Stored records

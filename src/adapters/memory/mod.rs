//! In-memory adapters.
//!
//! Nothing in the product persists; these back the ports for the server
//! and for tests.

mod completion_notifier;
mod conversation_store;
mod processing_launcher;
mod project_catalog;

pub use completion_notifier::LoggingCompletionNotifier;
pub use conversation_store::InMemoryConversationStore;
pub use processing_launcher::RecordingProcessingLauncher;
pub use project_catalog::SampleProjectCatalog;
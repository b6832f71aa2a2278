//! HTTP adapter - JSON API over the application services.
//!
//! - `chat` - assistant conversations
//! - `processing` - stage runs and their WebSocket progress stream
//! - `recordings` - recording sessions
//! - `projects` - dashboard projects, stats and guides

pub mod chat;
pub mod error;
pub mod processing;
pub mod projects;
pub mod recordings;
pub mod state;

pub use error::{ApiError, ErrorResponse};
pub use state::AppState;

use axum::http::HeaderValue;
use axum::{middleware, Router};
use tower_http::cors::{Any, CorsLayer};
use tower_http::timeout::TimeoutLayer;
use tower_http::trace::TraceLayer;

use crate::config::AppConfig;

/// All API routes with state applied.
pub fn api_router(state: AppState) -> Router {
    Router::new()
        .merge(chat::chat_routes())
        .merge(processing::processing_routes())
        .merge(recordings::recording_routes())
        .merge(projects::project_routes())
        .with_state(state)
}

/// The API router with the cross-cutting layers the config asks for.
pub fn app(state: AppState, config: &AppConfig) -> Router {
    let mut router = api_router(state)
        .layer(TimeoutLayer::new(config.server.request_timeout()))
        .layer(cors_layer(&config.server.cors_origins_list()));

    if config.features.verbose_errors {
        router = router.layer(middleware::map_response(error::expose_error_details));
    }
    if config.features.enable_tracing {
        router = router.layer(TraceLayer::new_for_http());
    }
    router
}

fn cors_layer(origins: &[String]) -> CorsLayer {
    if origins.is_empty() {
        return CorsLayer::new().allow_origin(Any).allow_methods(Any).allow_headers(Any);
    }

    let allowed: Vec<HeaderValue> = origins
        .iter()
        .filter_map(|origin| match origin.parse() {
            Ok(value) => Some(value),
            Err(_) => {
                tracing::warn!(%origin, "Ignoring invalid CORS origin");
                None
            }
        })
        .collect();

    CorsLayer::new()
        .allow_origin(allowed)
        .allow_methods(Any)
        .allow_headers(Any)
}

## ASSIGNMENT
Write down all of the records again, word for word.

## WRITTEN RESPONSE
filename src/adapters/memory/mod.rs
//! In-memory adapters.
//!
//! Nothing in the product persists; these back the ports for the server
//! and for tests.

mod completion_notifier;
mod conversation_store;
mod processing_launcher;
mod project_catalog;

pub use completion_notifier::LoggingCompletionNotifier;
pub use conversation_store::InMemoryConversationStore;
pub use processing_launcher::RecordingProcessingLauncher;
pub use project_catalog::SampleProjectCatalog;
repository b6832f71aa2a2278
//! HTTP adapter - JSON API over the application services.
//!
//! - `chat` - assistant conversations
//! - `processing` - stage runs and their WebSocket progress stream
//! - `recordings` - recording sessions
//! - `projects` - dashboard projects, stats and guides

pub mod chat;
pub mod error;
pub mod processing;
pub mod projects;
pub mod recordings;
pub mod state;

pub use error::{ApiError, ErrorResponse};
pub use state::AppState;

use axum::http::HeaderValue;
use axum::{middleware, Router};
use tower_http::cors::{Any, CorsLayer};
use tower_http::timeout::TimeoutLayer;
use tower_http::trace::TraceLayer;

use crate::config::AppConfig;

/// All API routes with state applied.
pub fn api_router(state: AppState) -> Router {
    Router::new()
        .merge(chat::chat_routes())
        .merge(processing::processing_routes())
        .merge(recordings::recording_routes())
        .merge(projects::project_routes())
        .with_state(state)
}

/// The API router with the cross-cutting layers the config asks for.
pub fn app(state: AppState, config: &AppConfig) -> Router {
    let mut router = api_router(state)
        .layer(TimeoutLayer::new(config.server.request_timeout()))
        .layer(cors_layer(&config.server.cors_origins_list()));

    if config.features.verbose_errors {
        router = router.layer(middleware::map_response(error::expose_error_details));
    }
    if config.features.enable_tracing {
        router = router.layer(TraceLayer::new_for_http());
    }
    router
}

fn cors_layer(origins: &[String]) -> CorsLayer {
    if origins.is_empty() {
        return CorsLayer::new().allow_origin(Any).allow_methods(Any).allow_headers(Any);
    }

    let allowed: Vec<HeaderValue> = origins
        .iter()
        .filter_map(|origin| match origin.parse() {
            Ok(value) => Some(value),
            Err(_) => {
                tracing::warn!(%origin, "Ignoring invalid CORS origin");
                None
            }
        })
        .collect();

    CorsLayer::new()
        .allow_origin(allowed)
        .allow_methods(Any)
        .allow_headers(Any)
}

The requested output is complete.